The bright hope of optimism is never a fair adversary of the dark clouds of depression. And yet, with all the research and treatment modalities which the disciple of psychiatric medicine has brought us, I think, ultimately, it was the optimism of his faith that allowed Michael to live as long as he did. Indeed, I think a lesser man would have been dead years ago.
About a year ago, I read "
Just Like Someone Without Mental Illness Only More So: A Memoir" by Mark Vonnegut. Mark is
Kurt's (Slaughterhouse-Five) son, who also happens to be a husband and a father and a successful pediatrician in Boston who struggles with bi-polar disorder and schizophrenia. He wrote:
"There are no people anywhere who don't have some mental illness. It all
depends on where you set the bar and how hard you look. What is a myth
is that we are mostly well most of the time."

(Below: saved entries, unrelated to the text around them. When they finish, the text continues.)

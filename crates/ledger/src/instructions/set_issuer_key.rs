use tracing::{info, warn};

use coupon_sdk::Address;

use crate::errors::{LedgerError, Result};
use crate::events::LedgerEvent;
use crate::Ledger;

/// Replace the trusted issuer. Coupons from the previous key stop verifying
/// immediately; there is no overlap window.
pub fn handler(ledger: &mut Ledger, caller: &Address, new_issuer: Address) -> Result<()> {
    if *caller != ledger.config.admin {
        warn!("Rejected issuer rotation from non-admin {}", caller);
        return Err(LedgerError::Unauthorized);
    }

    let previous = ledger.config.issuer;
    ledger.config.issuer = new_issuer;
    ledger.events.push(LedgerEvent::IssuerKeyRotated {
        previous,
        new: new_issuer,
    });

    info!("Updated issuer key from {:?} to {:?}", previous, new_issuer);
    Ok(())
}
impl SyncEngine {
    pub fn new(client: CalDavClient, options: SyncOptions) -> Self {
        Self {
            client,
            options,
            failures: FailureTracker::default(),
            progress: None,
        }
    }

    /// Install a progress observer invoked on each phase entry.
    pub fn with_progress(mut self, f: impl Fn(SyncPhase) + Send + Sync + 'static) -> Self {
        self.progress = Some(Box::new(f));
        self
    }

    /// Administrative access to the parse-failure quarantine.
    pub fn failure_tracker(&mut self) -> &mut FailureTracker {
        &mut self.failures
    }

    fn notify(&self, phase: SyncPhase) {
        if let Some(f) = &self.progress {
            f(phase);
        }
    }

    /// Run one sync against `previous` and return the report together with
    /// the next [`SyncState`] to persist. The previous state is never
    /// mutated; on failure or cancellation `new_state` stays `None` and the
    /// old cursor remains authoritative.
    pub async fn sync_with_incremental(
        &mut self,
        calendar_url: &str,
        previous: Option<&SyncState>,
        local: &dyn LocalEventProvider,
        handler: &mut dyn SyncResultHandler,
        force_full: bool,
        cancel: &CancellationToken,
    ) -> SyncReport {
        let mut report = SyncReport::default();
        let mut state = previous
            .cloned()
            .unwrap_or_else(|| SyncState::new(calendar_url));
        state.calendar_url = calendar_url.to_string();

        let previous_token = previous.and_then(|s| s.sync_token.clone());
        let mut phase = match (&previous_token, force_full) {
            (Some(token), false) if !token.is_empty() => Phase::Incremental {
                token: token.clone(),
            },
            _ => Phase::FullFetch,
        };

        loop {
            if cancel.is_cancelled() {
                return cancelled(report);
            }

            phase = match phase {
                Phase::FullFetch => {
                    self.notify(SyncPhase::FullFetch);
                    report.is_full_sync = true;
                    match self.client.fetch_events(calendar_url, None).await {
                        Ok(fetched) => Phase::DiffFull { fetched },
                        Err(err) => return fail(report, "full fetch failed", err),
                    }
                }

                Phase::Incremental { token } => {
                    self.notify(SyncPhase::IncrementalReport);
                    match self.client.sync_collection(calendar_url, &token).await {
                        Ok(result) => Phase::PlanIncremental {
                            result,
                            retained: false,
                        },
                        Err(err) if err.is_token_expired() => {
                            tracing::info!(
                                calendar = calendar_url,
                                status = err.status().unwrap_or(0),
                                "sync token expired, falling back to full sync"
                            );
                            Phase::FullFetch
                        }
                        Err(err) => return fail(report, "sync report failed", err),
                    }
                }

                Phase::PlanIncremental {
                    mut result,
                    retained,
                } => {
                    if !retained && !result.added_hrefs.is_empty() {
                        Phase::Multiget { result }
                    } else {
                        self.notify(SyncPhase::Diff);
                        self.note_parse_failures(&mut report, &result.parse_failures);
                        let delete_uids = self
                            .resolve_deleted_uids(&state, local, &result.deleted)
                            .await;
                        let advance_token = report.parse_failures.is_empty() && !retained;
                        Phase::Apply {
                            plan: ApplyPlan {
                                upserts: std::mem::take(&mut result.added),
                                delete_uids,
                                advance_token,
                                incremental_token: result.new_sync_token.clone(),
                                refresh_from_server: false,
                            },
                        }
                    }
                }

                Phase::Multiget { mut result } => {
                    self.notify(SyncPhase::Multiget);
                    let wanted: Vec<ResourceHref> = std::mem::take(&mut result.added_hrefs)
                        .into_iter()
                        .filter(|rh| {
                            !self.failures.is_quarantined(
                                &rh.href,
                                rh.etag.as_deref(),
                                self.options.max_parse_retries,
                            )
                        })
                        .collect();
                    let hrefs: Vec<&str> = wanted.iter().map(|rh| rh.href.as_str()).collect();

                    match self.client.fetch_events_by_href(calendar_url, &hrefs).await {
                        Ok(fetched) => {
                            result.added.extend(fetched.events);
                            result.parse_failures.extend(fetched.parse_failures);
                            Phase::PlanIncremental {
                                result,
                                retained: false,
                            }
                        }
                        Err(DavError::Parse(message)) => {
                            // The batch as a whole is unusable; retry each
                            // href alone to isolate the offender.
                            tracing::warn!(
                                calendar = calendar_url,
                                error = %message,
                                "multiget batch unparseable, isolating per href"
                            );
                            match self
                                .isolate_multiget(calendar_url, &wanted, &mut result, cancel)
                                .await
                            {
                                Ok(true) => Phase::PlanIncremental {
                                    result,
                                    retained: true,
                                },
                                Ok(false) => return cancelled(report),
                                Err(err) => {
                                    return fail(report, "multiget isolation failed", err);
                                }
                            }
                        }
                        Err(err) => return fail(report, "multiget failed", err),
                    }
                }

                Phase::DiffFull { fetched } => {
                    self.notify(SyncPhase::Diff);
                    self.note_parse_failures(&mut report, &fetched.parse_failures);
                    let locals = match local.local_events(calendar_url).await {
                        Ok(locals) => locals,
                        Err(err) => return fail(report, "local event read failed", err),
                    };
                    if cancel.is_cancelled() {
                        return cancelled(report);
                    }

                    // The full server list replaces the local list. A local
                    // event survives only if its uid is still on the server
                    // — or its resource failed to parse this round, in
                    // which case deleting it would destroy data we merely
                    // could not read.
                    let server_uids: HashSet<&str> = fetched
                        .events
                        .iter()
                        .map(|e| e.event.uid.as_str())
                        .collect();
                    let protected: HashSet<String> = fetched
                        .parse_failures
                        .iter()
                        .filter_map(|rh| state.uid_for_href(&rh.href).map(str::to_string))
                        .collect();
                    let delete_uids: Vec<String> = locals
                        .iter()
                        .filter(|l| {
                            !server_uids.contains(l.uid.as_str()) && !protected.contains(&l.uid)
                        })
                        .map(|l| l.uid.clone())
                        .collect();

                    let mut upserts = Vec::new();
                    for ewm in fetched.events {
                        let unchanged = previous.is_some_and(|prev| {
                            prev.url_map
                                .get(&ewm.event.uid)
                                .is_some_and(|href| *href == ewm.href)
                                && match (&ewm.etag, prev.etags.get(&ewm.href)) {
                                    (Some(new), Some(old)) => new == old,
                                    _ => false,
                                }
                        });
                        if !unchanged {
                            upserts.push(ewm);
                        }
                    }

                    let advance_token = report.parse_failures.is_empty();
                    Phase::Apply {
                        plan: ApplyPlan {
                            upserts,
                            delete_uids,
                            advance_token,
                            incremental_token: None,
                            refresh_from_server: true,
                        },
                    }
                }

                Phase::Apply { plan } => {
                    self.notify(SyncPhase::Apply);
                    match self
                        .apply_plan(&plan, &mut state, &mut report, handler, cancel)
                        .await
                    {
                        Ok(true) => Phase::Finalize { plan },
                        Ok(false) => return cancelled(report),
                        Err(err) => return fail(report, "apply failed", err),
                    }
                }

                Phase::Finalize { plan } => {
                    self.notify(SyncPhase::Finalize);
                    self.finalize(calendar_url, &plan, &mut state, &mut report)
                        .await;
                    state.last_sync = Some(Utc::now());
                    report.success = true;
                    report.new_state = Some(state);
                    return report;
                }
            };
        }
    }

    /// Feed skipped resources into the quarantine tracker and the report.
    /// Hrefs already quarantined before this run stay out of the report so
    /// a permanently broken resource cannot hold the sync token hostage.
    fn note_parse_failures(&mut self, report: &mut SyncReport, failures: &[ResourceHref]) {
        for rh in failures {
            let already_quarantined =
                self.failures.failure_count(&rh.href) >= self.options.max_parse_retries;
            let count = self.failures.record_failure(&rh.href, rh.etag.as_deref());
            if already_quarantined {
                tracing::debug!(href = %rh.href, count, "quarantined resource skipped");
            } else if !report.parse_failures.contains(&rh.href) {
                report.parse_failures.push(rh.href.clone());
            }
        }
        if !failures.is_empty() {
            report.has_errors = true;
        }
    }

    /// Map deleted hrefs to uids: first through the cursor's reverse map,
    /// then by asking the local provider.
    async fn resolve_deleted_uids(
        &self,
        state: &SyncState,
        local: &dyn LocalEventProvider,
        hrefs: &[String],
    ) -> Vec<String> {
        let mut uids = Vec::new();
        for href in hrefs {
            if let Some(uid) = state.uid_for_href(href) {
                uids.push(uid.to_string());
            } else if let Some(uid) = local.uid_for_href(href).await {
                uids.push(uid);
            } else {
                tracing::debug!(href = %href, "deleted href has no local mapping, ignoring");
            }
        }
        uids
    }

    async fn isolate_multiget(
        &mut self,
        calendar_url: &str,
        wanted: &[ResourceHref],
        result: &mut SyncResult,
        cancel: &CancellationToken,
    ) -> DavResult<bool> {
        for rh in wanted {
            if cancel.is_cancelled() {
                return Ok(false);
            }
            match self
                .client
                .fetch_events_by_href(calendar_url, &[rh.href.as_str()])
                .await
            {
                Ok(fetched) => {
                    result.added.extend(fetched.events);
                    result.parse_failures.extend(fetched.parse_failures);
                }
                Err(DavError::Parse(message)) => {
                    tracing::warn!(href = %rh.href, error = %message, "resource remains unparseable");
                    result.parse_failures.push(rh.clone());
                }
                Err(err) => return Err(err),
            }
        }
        Ok(true)
    }

    async fn apply_plan(
        &self,
        plan: &ApplyPlan,
        state: &mut SyncState,
        report: &mut SyncReport,
        handler: &mut dyn SyncResultHandler,
        cancel: &CancellationToken,
    ) -> DavResult<bool> {
        for ewm in &plan.upserts {
            if cancel.is_cancelled() {
                return Ok(false);
            }
            handler.upsert_event(&ewm.event).await?;
            if let Some(etag) = &ewm.etag {
                handler.record_etag(&ewm.event.uid, &ewm.href, etag).await?;
            }
            state.record(&ewm.event.uid, &ewm.href, ewm.etag.as_deref());
            report.upserted += 1;
        }
        for uid in &plan.delete_uids {
            if cancel.is_cancelled() {
                return Ok(false);
            }
            handler.delete_event(uid).await?;
            state.forget_uid(uid);
            report.deleted += 1;
        }
        Ok(true)
    }

    /// Advance (or deliberately retain) the cursor after a completed apply.
    async fn finalize(
        &self,
        calendar_url: &str,
        plan: &ApplyPlan,
        state: &mut SyncState,
        report: &mut SyncReport,
    ) {
        if !plan.advance_token {
            tracing::debug!(calendar = calendar_url, "retaining previous sync token");
            return;
        }
        if plan.refresh_from_server {
            match self.client.get_sync_token(calendar_url).await {
                Ok(token) => state.sync_token = token,
                Err(err) => {
                    tracing::warn!(error = %err, "could not refresh sync token");
                    report.has_errors = true;
                }
            }
        } else if let Some(token) = &plan.incremental_token {
            state.sync_token = Some(token.clone());
        }
        match self.client.get_ctag(calendar_url).await {
            Ok(ctag) => state.ctag = ctag,
            Err(err) => {
                tracing::warn!(error = %err, "could not refresh ctag");
                report.has_errors = true;
            }
        }
    }
}
pub mod adapter;
pub mod parser;
pub mod types;
pub mod xml;

pub use adapter::{DavAdapter, Precondition, PutOutcome, quote_etag};
pub use parser::parse_multistatus;
pub use types::{Depth, Multistatus, PropValue, Propstat, QName, ResponseEntry};
pub use xml::{escape_xml, ns, parse_status_line};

"What so-called normal people are doing when they define diseases like
manic-depressive or schizophrenia is reassuring themselves that they
don't have a thought disorder or affective disorder, that their thoughts
and feelings make perfect sense."
"Of course I'm trying to save the world. What else would a bipolar manic
depressive hippie with a BA in religion practicing primary-care
pediatrics be up to?"
I think it's that part of my own mental illness that grieves most deeply - and is most frightened - by Michael's death. We're all, each in our own way, trying to shoo away the dark clouds that come to stay from time to time.
We're all trying to convince ourselves that we're "normal" and people like Michael aren't. Michael just lost the battle while the rest of us struggle on to appear "normal".
It all depends on where you set the bar and how hard you look.
I am struck by the fact that Michael's body was found in the water. Michael loved the water. He lived on the water. If you free yourself from illusions of what is "normal" then it seems absolutely right that Michael went "home" to the water.
I am strangely comforted by that small fact of his death.
My faith teaches me that Michael has now found the peace which was so elusive to him in this life. I wish that weren't so. I wish he could have found that here. With us. And, his family that he loved and who loved him.
But, that's just 'the crazy' part of me talking now. Selfish, too. I think crazy and selfish are perfectly normal grief reactions.
If you don't, then I suggest you consider that you just may be selfish and crazy.
There's a dark cloud that's been chasing me all morning. It's a dark cloud of sadness and grief, but not despair.
You see, I'm crazy enough to believe that you can meet people and actually make friends in cyberspace. Of course, an actual face-to-face relationship furthers the relationship, but what I once thought impossible is now happening every day. I know. It happens to me all the time.
Pretty crazy, right? Life is like that.
I keep hearing Joni Mitchell's song "Both Sides Now".
Oh but now old friends are acting strange
They shake their heads, they say I've changed
Well something's lost but something's gained
In living every day
I've looked at life from both sides now
From WIN and LOSE and still somehow
It's life's illusions I recall
I really don't know life at all.
I'm also crazy enough to believe that I will meet Michael again, one day, in that great by-and-by.
But this time, instead of dark clouds following us around, we'll be standing on them.
Be at peace, dear Michael. Deep, lasting, eternal peace.
Given where I believe you are now, I know it's crazy to say this, but I just still wish you were here.